Lets say I have a table containing several hundred million rows that looks something like this:
memID | foo | bar | foobar 1 | blah | blah | blah 1 | blah | blah | blah 1 | blah | blah | blah 1 | blah | blah | blah 1 | blah | blah | blah 1 | blah | blah | blah 1 | blah | blah | blah 2 | blah | blah | blah 2 | blah | blah | blah 2 | blah | blah | blah 2 | blah | blah | blah 2 | blah | blah | blah . . . 10001 | blah | blah | blah 10001 | blah | blah | blah
I need a query that will return the top N rows for each memID in a range of member IDs. For example, if N = 3 and the range is 0-2 it should return
memID | foo | bar | foobar 1 | blah | blah | blah 1 | blah | blah | blah 1 | blah | blah | blah 2 | blah | blah | blah 2 | blah | blah | blah 2 | blah | blah | blah
I’ve considered a couple approaches, first creating a massive
SELECT TOP (3) * FROM table WHERE memID = 0 UNION ALL SELECT TOP (3) * FROM table WHERE memID = 1 . . .

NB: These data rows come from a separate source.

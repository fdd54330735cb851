use futures::stream::Stream;
use std::pin::Pin;
use std::task::{Context, Poll};

use quill_core::error::{QuillError, Result};

/// Parse a raw SSE byte stream into individual events.
/// SSE format: `event: <type>\ndata: <json>\n\n`
#[derive(Default)]
pub struct SseParser {
    buffer: String,
}

/// A parsed SSE event.
#[derive(Debug, Clone)]
pub struct SseEvent {
    pub event_type: Option<String>,
    pub data: String,
}

impl SseParser {
    pub fn new() -> Self {
        Self::default()
    }

    /// Feed text into the parser and extract complete events.
    pub fn feed(&mut self, chunk: &str) -> Vec<SseEvent> {
        self.buffer.push_str(&chunk.replace("\r\n", "\n"));
        let mut events = Vec::new();

        // Split on double newlines (event boundaries)
        while let Some(pos) = self.buffer.find("\n\n") {
            let block: String = self.buffer.drain(..pos + 2).collect();

            let mut event_type = None;
            let mut data_lines = Vec::new();

            for line in block.lines() {
                if let Some(val) = line.strip_prefix("event: ") {
                    event_type = Some(val.to_string());
                } else if let Some(val) = line.strip_prefix("data: ") {
                    data_lines.push(val.to_string());
                } else if let Some(val) = line.strip_prefix("data:") {
                    data_lines.push(val.to_string());
                }
            }

            if !data_lines.is_empty() {
                events.push(SseEvent {
                    event_type,
                    data: data_lines.join("\n"),
                });
            }
        }

        events
    }

    /// True when an event has started but its terminating blank line has not
    /// arrived yet.
    pub fn has_partial(&self) -> bool {
        !self.buffer.trim().is_empty()
    }
}

/// A stream of SSE events from raw bytes.
///
/// Transport errors are surfaced as items so a truncated response is never
/// mistaken for a complete one.
pub struct SseStream<S> {
    inner: S,
    parser: SseParser,
    pending: std::collections::VecDeque<SseEvent>,
    // Bytes of a UTF-8 sequence split across chunks.
    carry: Vec<u8>,
    done: bool,
}

impl<S> SseStream<S> {
    pub fn new(inner: S) -> Self {
        Self {
            inner,
            parser: SseParser::new(),
            pending: std::collections::VecDeque::new(),
            carry: Vec::new(),
            done: false,
        }
    }
}

impl<S> Stream for SseStream<S>
where
    S: Stream<Item = std::result::Result<bytes::Bytes, reqwest::Error>> + Unpin,
{
    type Item = Result<SseEvent>;

    fn poll_next(self: Pin<&mut Self>, cx: &mut Context<'_>) -> Poll<Option<Self::Item>> {
        let this = self.get_mut();

        loop {
            if let Some(event) = this.pending.pop_front() {
                return Poll::Ready(Some(Ok(event)));
            }
            if this.done {
                return Poll::Ready(None);
            }

            match Pin::new(&mut this.inner).poll_next(cx) {
                Poll::Ready(Some(Ok(bytes))) => {
                    this.carry.extend_from_slice(&bytes);
                    let valid_up_to = match std::str::from_utf8(&this.carry) {
                        Ok(_) => this.carry.len(),
                        // A sequence that can never complete, as opposed to one
                        // split across chunks.
                        Err(e) if e.error_len().is_some() => {
                            this.done = true;
                            return Poll::Ready(Some(Err(QuillError::provider(
                                "llm",
                                format!("invalid UTF-8 in response at byte {}", e.valid_up_to()),
                            ))));
                        }
                        Err(e) => e.valid_up_to(),
                    };
                    let text: Vec<u8> = this.carry.drain(..valid_up_to).collect();
                    // valid_up_to guarantees this slice is UTF-8
                    let text = String::from_utf8_lossy(&text);
                    this.pending.extend(this.parser.feed(&text));
                }
                Poll::Ready(Some(Err(e))) => {
                    this.done = true;
                    return Poll::Ready(Some(Err(QuillError::provider(
                        "llm",
                        format!("stream interrupted: {}", e),
                    ))));
                }
                Poll::Ready(None) => {
                    this.done = true;
                    if !this.carry.is_empty() || this.parser.has_partial() {
                        return Poll::Ready(Some(Err(QuillError::provider(
                            "llm",
                            "response body ended mid-event",
                        ))));
                    }
                }
                Poll::Pending => return Poll::Pending,
            }
        }
    }
}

query in code. This isn’t really a realistic option for probably obvious reasons.
The second approach is to create a temporary table and loop over the range of memIDs inserting the TOP 3 for each memID into that temporary table.
WHILE @MemID < 10000 AND @MemID > 0 BEGIN INSERT INTO tmp_Table SELECT TOP (3) * FROM table WHERE memID = @MemID SET @MemID = @MemID + 1 END
This works, but I’m wondering if there is a more elegant single query solution that I’m missing.
Cadaeic gave me an answer that works without tinkering, but thank you to everyone that suggested analytics, it looks like I have some serious reading to do.